■ Source material ■
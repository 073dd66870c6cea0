//! Rating domain entity
//!
//! One rater's current rating of one entity. A (entity, rater) pair holds at
//! most one record; resubmission replaces the value in place.

use serde::{Deserialize, Serialize};

use super::aggregate::AggregateDelta;
use crate::error::DomainError;

/// Identifier of a rated entity (e.g. a driver)
#[derive(Debug, Clone, PartialEq, Eq, Hash, Serialize, Deserialize)]
#[serde(transparent)]
pub struct EntityId(pub String);

impl EntityId {
    pub fn as_str(&self) -> &str {
        &self.0
    }
}

/// Shorter ids sort first, so numeric ids list as 1, 2, .., 10 rather than
/// 1, 10, 2.
impl Ord for EntityId {
    fn cmp(&self, other: &Self) -> std::cmp::Ordering {
        (self.0.len(), &self.0).cmp(&(other.0.len(), &other.0))
    }
}

impl PartialOrd for EntityId {
    fn partial_cmp(&self, other: &Self) -> Option<std::cmp::Ordering> {
        Some(self.cmp(other))
    }
}

impl From<&str> for EntityId {
    fn from(id: &str) -> Self {
        Self(id.to_string())
    }
}

impl std::fmt::Display for EntityId {
    fn fmt(&self, f: &mut std::fmt::Formatter<'_>) -> std::fmt::Result {
        write!(f, "{}", self.0)
    }
}

/// Identifier of whoever submits a rating
#[derive(Debug, Clone, PartialEq, Eq, Hash, PartialOrd, Ord, Serialize, Deserialize)]
#[serde(transparent)]
pub struct RaterId(pub String);

impl RaterId {
    pub fn as_str(&self) -> &str {
        &self.0
    }
}

impl From<&str> for RaterId {
    fn from(id: &str) -> Self {
        Self(id.to_string())
    }
}

impl std::fmt::Display for RaterId {
    fn fmt(&self, f: &mut std::fmt::Formatter<'_>) -> std::fmt::Result {
        write!(f, "{}", self.0)
    }
}

/// A rater's current rating of an entity
#[derive(Debug, Clone, PartialEq, Eq, Serialize)]
pub struct RatingRecord {
    pub entity_id: EntityId,
    pub rater_id: RaterId,
    pub value: i32,
}

/// Inclusive range of accepted rating values
#[derive(Debug, Clone, Copy, PartialEq, Eq)]
pub struct RatingBounds {
    min: i32,
    max: i32,
}

impl RatingBounds {
    pub fn new(min: i32, max: i32) -> Result<Self, DomainError> {
        if min > max {
            return Err(DomainError::Validation(format!(
                "rating range is empty: min {} > max {}",
                min, max
            )));
        }
        Ok(Self { min, max })
    }

    pub fn contains(&self, value: i32) -> bool {
        (self.min..=self.max).contains(&value)
    }

    /// Reject a value before any state is touched.
    pub fn check(&self, value: i32) -> Result<(), DomainError> {
        if self.contains(value) {
            Ok(())
        } else {
            Err(DomainError::InvalidValue {
                value,
                min: self.min,
                max: self.max,
            })
        }
    }
}

impl Default for RatingBounds {
    fn default() -> Self {
        Self { min: 1, max: 5 }
    }
}

/// What an insert-or-replace of a rating record actually did
#[derive(Debug, Clone, Copy, PartialEq, Eq)]
pub enum UpsertOutcome {
    /// No record existed for the pair
    Inserted,
    /// An existing record was overwritten
    Replaced { previous: i32 },
}

impl UpsertOutcome {
    /// Aggregate delta matching this transition to `value`.
    pub fn delta(&self, value: i32) -> AggregateDelta {
        match self {
            UpsertOutcome::Inserted => AggregateDelta::insert(value),
            UpsertOutcome::Replaced { previous } => AggregateDelta::replace(*previous, value),
        }
    }
}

■ Exercise ■
Please give each line above again, word for word.

■ Answer for this exercise ■
repository 073dd66870c6cea0
//! Rating domain entity
//!
//! One rater's current rating of one entity. A (entity, rater) pair holds at
//! most one record; resubmission replaces the value in place.

use serde::{Deserialize, Serialize};

use super::aggregate::AggregateDelta;
use crate::error::DomainError;

/// Identifier of a rated entity (e.g. a driver)
#[derive(Debug, Clone, PartialEq, Eq, Hash, Serialize, Deserialize)]
#[serde(transparent)]
pub struct EntityId(pub String);

impl EntityId {
    pub fn as_str(&self) -> &str {
        &self.0
    }
}

/// Shorter ids sort first, so numeric ids list as 1, 2, .., 10 rather than
/// 1, 10, 2.
impl Ord for EntityId {
    fn cmp(&self, other: &Self) -> std::cmp::Ordering {
        (self.0.len(), &self.0).cmp(&(other.0.len(), &other.0))
    }
}

impl PartialOrd for EntityId {
    fn partial_cmp(&self, other: &Self) -> Option<std::cmp::Ordering> {
        Some(self.cmp(other))
    }
}

impl From<&str> for EntityId {
    fn from(id: &str) -> Self {
        Self(id.to_string())
    }
}

impl std::fmt::Display for EntityId {
    fn fmt(&self, f: &mut std::fmt::Formatter<'_>) -> std::fmt::Result {
        write!(f, "{}", self.0)
    }
}

/// Identifier of whoever submits a rating
#[derive(Debug, Clone, PartialEq, Eq, Hash, PartialOrd, Ord, Serialize, Deserialize)]
#[serde(transparent)]
pub struct RaterId(pub String);

impl RaterId {
    pub fn as_str(&self) -> &str {
        &self.0
    }
}

impl From<&str> for RaterId {
    fn from(id: &str) -> Self {
        Self(id.to_string())
    }
}

impl std::fmt::Display for RaterId {
    fn fmt(&self, f: &mut std::fmt::Formatter<'_>) -> std::fmt::Result {
        write!(f, "{}", self.0)
    }
}

/// A rater's current rating of an entity
#[derive(Debug, Clone, PartialEq, Eq, Serialize)]
pub struct RatingRecord {
    pub entity_id: EntityId,
    pub rater_id: RaterId,
    pub value: i32,
}

/// Inclusive range of accepted rating values
#[derive(Debug, Clone, Copy, PartialEq, Eq)]
pub struct RatingBounds {
    min: i32,
    max: i32,
}

impl RatingBounds {
    pub fn new(min: i32, max: i32) -> Result<Self, DomainError> {
        if min > max {
            return Err(DomainError::Validation(format!(
                "rating range is empty: min {} > max {}",
                min, max
            )));
        }
        Ok(Self { min, max })
    }

    pub fn contains(&self, value: i32) -> bool {
        (self.min..=self.max).contains(&value)
    }

    /// Reject a value before any state is touched.
    pub fn check(&self, value: i32) -> Result<(), DomainError> {
        if self.contains(value) {
            Ok(())
        } else {
            Err(DomainError::InvalidValue {
                value,
                min: self.min,
                max: self.max,
            })
        }
    }
}

impl Default for RatingBounds {
    fn default() -> Self {
        Self { min: 1, max: 5 }
    }
}

/// What an insert-or-replace of a rating record actually did
#[derive(Debug, Clone, Copy, PartialEq, Eq)]
pub enum UpsertOutcome {
    /// No record existed for the pair
    Inserted,
    /// An existing record was overwritten
    Replaced { previous: i32 },
}

impl UpsertOutcome {
    /// Aggregate delta matching this transition to `value`.
    pub fn delta(&self, value: i32) -> AggregateDelta {
        match self {
            UpsertOutcome::Inserted => AggregateDelta::insert(value),
            UpsertOutcome::Replaced { previous } => AggregateDelta::replace(*previous, value),
        }
    }
}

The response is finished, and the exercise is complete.